= EXERCISE AIM =
Could you reproduce all of the records exactly?

----

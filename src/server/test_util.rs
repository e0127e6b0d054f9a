//! Test helpers shared across server modules.

use std::{
    net::{Ipv4Addr, SocketAddr, TcpListener as StdTcpListener},
    sync::Arc,
};

use rstest::fixture;

use super::{Bound, ChatServer};
use crate::{config::ServerConfig, context::ServerContext, role::Role};

/// Context with a plain user, an agency and an administrator.
#[fixture]
pub fn context() -> Arc<ServerContext> {
    let ctx = ServerContext::in_memory();
    for (name, role) in [
        ("alice", Role::User),
        ("bob", Role::User),
        ("nsa", Role::Agency),
        ("root", Role::Admin),
    ] {
        ctx.users()
            .create_user(name, "pw", role)
            .expect("seed user");
    }
    Arc::new(ctx)
}

/// Returns a bound [`StdTcpListener`] on a free port.
///
/// Keeping the listener bound prevents another process from claiming the
/// port between discovery and use.
#[fixture]
pub fn free_listener() -> StdTcpListener {
    let addr = SocketAddr::new(Ipv4Addr::LOCALHOST.into(), 0);
    StdTcpListener::bind(addr).expect("Failed to bind free port listener")
}

#[must_use]
pub fn listener_addr(listener: &StdTcpListener) -> SocketAddr {
    listener
        .local_addr()
        .expect("failed to get listener address")
}

/// Bind a fast-ticking server to `listener`. Must be called inside a runtime.
pub fn bind_server(ctx: Arc<ServerContext>, listener: StdTcpListener) -> ChatServer<Bound> {
    ChatServer::new(ctx)
        .with_config(ServerConfig::default().with_tick_period(std::time::Duration::from_millis(1)))
        .workers(2)
        .bind_listener(listener)
        .expect("Failed to bind")
}

#[cfg(test)]
mod tests {
    use super::*;

    #[test]
    fn listener_addr_matches_local_addr() {
        let listener = free_listener();
        assert_eq!(listener_addr(&listener).ip(), std::net::IpAddr::from(Ipv4Addr::LOCALHOST));
    }
}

----

= SOLUTION TO THIS PROBLEM =
filename src/server/test_util.rs
repository e0127e6b0d054f9a
//! Test helpers shared across server modules.

use std::{
    net::{Ipv4Addr, SocketAddr, TcpListener as StdTcpListener},
    sync::Arc,
};

use rstest::fixture;

use super::{Bound, ChatServer};
use crate::{config::ServerConfig, context::ServerContext, role::Role};

/// Context with a plain user, an agency and an administrator.
#[fixture]
pub fn context() -> Arc<ServerContext> {
    let ctx = ServerContext::in_memory();
    for (name, role) in [
        ("alice", Role::User),
        ("bob", Role::User),
        ("nsa", Role::Agency),
        ("root", Role::Admin),
    ] {
        ctx.users()
            .create_user(name, "pw", role)
            .expect("seed user");
    }
    Arc::new(ctx)
}

/// Returns a bound [`StdTcpListener`] on a free port.
///
/// Keeping the listener bound prevents another process from claiming the
/// port between discovery and use.
#[fixture]
pub fn free_listener() -> StdTcpListener {
    let addr = SocketAddr::new(Ipv4Addr::LOCALHOST.into(), 0);
    StdTcpListener::bind(addr).expect("Failed to bind free port listener")
}

#[must_use]
pub fn listener_addr(listener: &StdTcpListener) -> SocketAddr {
    listener
        .local_addr()
        .expect("failed to get listener address")
}

/// Bind a fast-ticking server to `listener`. Must be called inside a runtime.
pub fn bind_server(ctx: Arc<ServerContext>, listener: StdTcpListener) -> ChatServer<Bound> {
    ChatServer::new(ctx)
        .with_config(ServerConfig::default().with_tick_period(std::time::Duration::from_millis(1)))
        .workers(2)
        .bind_listener(listener)
        .expect("Failed to bind")
}

#[cfg(test)]
mod tests {
    use super::*;

    #[test]
    fn listener_addr_matches_local_addr() {
        let listener = free_listener();
        assert_eq!(listener_addr(&listener).ip(), std::net::IpAddr::from(Ipv4Addr::LOCALHOST));
    }
}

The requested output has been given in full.